### Required action
Among the entries below, count the lines with "reqwest" in them and state the total without comment.

----- Material to process -----

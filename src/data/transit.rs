//! TfL Unified API client for arrivals, line status, and stop disruptions
//!
//! Arrivals are the most volatile source on the mirror, so they carry the
//! shortest validity window (one minute); line status and disruption notices
//! change slowly enough for two.

use chrono::{DateTime, Utc};
use reqwest::Client;
use serde::{Deserialize, Serialize};
use std::time::Duration;
use thiserror::Error;

use crate::cache::{FileCache, Memoized};

/// Base URL for the TfL Unified API
const TFL_BASE_URL: &str = "https://api.tfl.gov.uk";

/// Validity window for arrival predictions
const ARRIVALS_TTL: Duration = Duration::from_secs(60);

/// Validity window for line status and disruption notices
const STATUS_TTL: Duration = Duration::from_secs(120);

/// Errors that can occur when fetching transit data
#[derive(Debug, Error)]
pub enum TransitError {
    /// HTTP request failed
    #[error("HTTP request failed: {0}")]
    RequestFailed(#[from] reqwest::Error),
}

/// A single arrival prediction for a stop point
#[derive(Debug, Clone, Serialize, Deserialize)]
#[serde(rename_all = "camelCase")]
pub struct Arrival {
    /// Stop the prediction is for
    #[serde(default)]
    pub naptan_id: String,
    /// Line identifier (e.g. "victoria")
    #[serde(default)]
    pub line_id: String,
    /// Human-readable line name
    #[serde(default)]
    pub line_name: String,
    /// Platform, where the stop has one
    #[serde(default)]
    pub platform_name: String,
    /// Destination shown on the front of the vehicle
    #[serde(default)]
    pub destination_name: String,
    /// Predicted arrival time
    pub expected_arrival: DateTime<Utc>,
    /// Seconds until arrival at prediction time
    #[serde(default)]
    pub time_to_station: i64,
    /// Vehicle identifier, used to match trains across stops
    #[serde(default)]
    pub vehicle_id: String,
}

/// Status of one line, possibly with a disruption reason
#[derive(Debug, Clone, Serialize, Deserialize)]
#[serde(rename_all = "camelCase")]
pub struct LineStatus {
    pub id: String,
    #[serde(default)]
    pub name: String,
    #[serde(default)]
    pub line_statuses: Vec<StatusEntry>,
}

/// One status entry within a line's status report
#[derive(Debug, Clone, Serialize, Deserialize)]
#[serde(rename_all = "camelCase")]
pub struct StatusEntry {
    /// 10 means "Good Service"; lower is worse
    pub status_severity: i32,
    #[serde(default)]
    pub status_severity_description: String,
    #[serde(default)]
    pub reason: Option<String>,
}

impl LineStatus {
    /// True when every status entry reports good service.
    pub fn is_good_service(&self) -> bool {
        self.line_statuses.iter().all(|s| s.status_severity == 10)
    }
}

/// A disruption notice attached to a stop point
#[derive(Debug, Clone, Serialize, Deserialize)]
#[serde(rename_all = "camelCase")]
pub struct Disruption {
    #[serde(default)]
    pub category: String,
    #[serde(default)]
    pub description: String,
    #[serde(default)]
    pub common_name: String,
}

/// Client for the TfL Unified API
#[derive(Debug, Clone)]
pub struct TransitClient {
    http: Client,
    cache: Option<FileCache>,
    base_url: String,
}

impl TransitClient {
    /// Creates a client; `cache: None` disables memoization.
    pub fn new(cache: Option<FileCache>) -> Self {
        Self {
            http: Client::new(),
            cache,
            base_url: TFL_BASE_URL.to_string(),
        }
    }

    /// Creates a client pointed at a custom base URL (for testing).
    #[cfg(test)]
    pub fn with_base_url(base_url: String) -> Self {
        Self {
            http: Client::new(),
            cache: None,
            base_url,
        }
    }

    /// Fetches arrival predictions for a stop, sorted by expected arrival.
    pub async fn arrivals(&self, stop_id: &str) -> Result<Vec<Arrival>, TransitError> {
        let op = Memoized::new(
            self.cache.clone(),
            "tfl.arrivals",
            ARRIVALS_TTL,
            |stop: String| {
                let http = self.http.clone();
                let url = format!("{}/StopPoint/{stop}/Arrivals", self.base_url);
                async move {
                    let mut arrivals: Vec<Arrival> = http
                        .get(&url)
                        .send()
                        .await?
                        .error_for_status()?
                        .json()
                        .await?;
                    arrivals.sort_by_key(|a| a.expected_arrival);
                    Ok::<_, TransitError>(arrivals)
                }
            },
        );
        op.call(stop_id.to_string()).await
    }

    /// Fetches the status of the given lines.
    ///
    /// An empty input yields an empty result without touching network or
    /// cache.
    pub async fn line_status(&self, line_ids: &[String]) -> Result<Vec<LineStatus>, TransitError> {
        if line_ids.is_empty() {
            return Ok(Vec::new());
        }
        let op = Memoized::new(
            self.cache.clone(),
            "tfl.line_status",
            STATUS_TTL,
            |ids: Vec<String>| {
                let http = self.http.clone();
                let url = format!("{}/Line/{}/Status", self.base_url, ids.join(","));
                async move {
                    let statuses: Vec<LineStatus> = http
                        .get(&url)
                        .send()
                        .await?
                        .error_for_status()?
                        .json()
                        .await?;
                    Ok::<_, TransitError>(statuses)
                }
            },
        );
        op.call(line_ids.to_vec()).await
    }

    /// Fetches disruption notices for the given stop points.
    pub async fn disruptions(&self, stop_ids: &[String]) -> Result<Vec<Disruption>, TransitError> {
        if stop_ids.is_empty() {
            return Ok(Vec::new());
        }
        let op = Memoized::new(
            self.cache.clone(),
            "tfl.disruptions",
            STATUS_TTL,
            |ids: Vec<String>| {
                let http = self.http.clone();
                let url = format!("{}/StopPoint/{}/Disruption", self.base_url, ids.join(","));
                async move {
                    let disruptions: Vec<Disruption> = http
                        .get(&url)
                        .send()
                        .await?
                        .error_for_status()?
                        .json()
                        .await?;
                    Ok::<_, TransitError>(disruptions)
                }
            },
        );
        op.call(stop_ids.to_vec()).await
    }
}

#[cfg(test)]
mod tests {
    use super::*;

    fn arrival(minutes: i64, line: &str) -> Arrival {
        Arrival {
            naptan_id: "490008660N".into(),
            line_id: line.into(),
            line_name: line.to_uppercase(),
            platform_name: String::new(),
            destination_name: "Walthamstow Central".into(),
            expected_arrival: Utc::now() + chrono::Duration::minutes(minutes),
            time_to_station: minutes * 60,
            vehicle_id: format!("v-{minutes}"),
        }
    }

    #[test]
    fn test_arrival_deserializes_from_tfl_camel_case() {
        let json = r#"{
            "naptanId": "490008660N",
            "lineId": "victoria",
            "lineName": "Victoria",
            "platformName": "Northbound - Platform 4",
            "destinationName": "Walthamstow Central",
            "expectedArrival": "2025-01-15T09:30:00Z",
            "timeToStation": 120,
            "vehicleId": "203"
        }"#;

        let a: Arrival = serde_json::from_str(json).unwrap();
        assert_eq!(a.line_id, "victoria");
        assert_eq!(a.time_to_station, 120);
        assert_eq!(a.vehicle_id, "203");
    }

    #[test]
    fn test_arrival_tolerates_missing_optional_fields() {
        let json = r#"{"expectedArrival": "2025-01-15T09:30:00Z"}"#;
        let a: Arrival = serde_json::from_str(json).unwrap();
        assert!(a.line_id.is_empty());
        assert_eq!(a.time_to_station, 0);
    }

    #[test]
    fn test_arrival_survives_cache_round_trip() {
        let original = arrival(5, "victoria");
        let json = serde_json::to_string(&original).unwrap();
        let back: Arrival = serde_json::from_str(&json).unwrap();
        assert_eq!(back.expected_arrival, original.expected_arrival);
        assert_eq!(back.vehicle_id, original.vehicle_id);
    }

    #[test]
    fn test_line_status_good_service() {
        let good = LineStatus {
            id: "victoria".into(),
            name: "Victoria".into(),
            line_statuses: vec![StatusEntry {
                status_severity: 10,
                status_severity_description: "Good Service".into(),
                reason: None,
            }],
        };
        let delayed = LineStatus {
            id: "district".into(),
            name: "District".into(),
            line_statuses: vec![StatusEntry {
                status_severity: 6,
                status_severity_description: "Severe Delays".into(),
                reason: Some("signal failure at Earl's Court".into()),
            }],
        };

        assert!(good.is_good_service());
        assert!(!delayed.is_good_service());
    }

    #[tokio::test]
    async fn test_empty_line_ids_short_circuit() {
        // Unroutable base URL: any network attempt would error.
        let client = TransitClient::with_base_url("http://127.0.0.1:1".into());
        let statuses = client.line_status(&[]).await.unwrap();
        assert!(statuses.is_empty());
    }

    #[tokio::test]
    async fn test_empty_stop_ids_short_circuit() {
        let client = TransitClient::with_base_url("http://127.0.0.1:1".into());
        let disruptions = client.disruptions(&[]).await.unwrap();
        assert!(disruptions.is_empty());
    }
}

-----

### Solution
2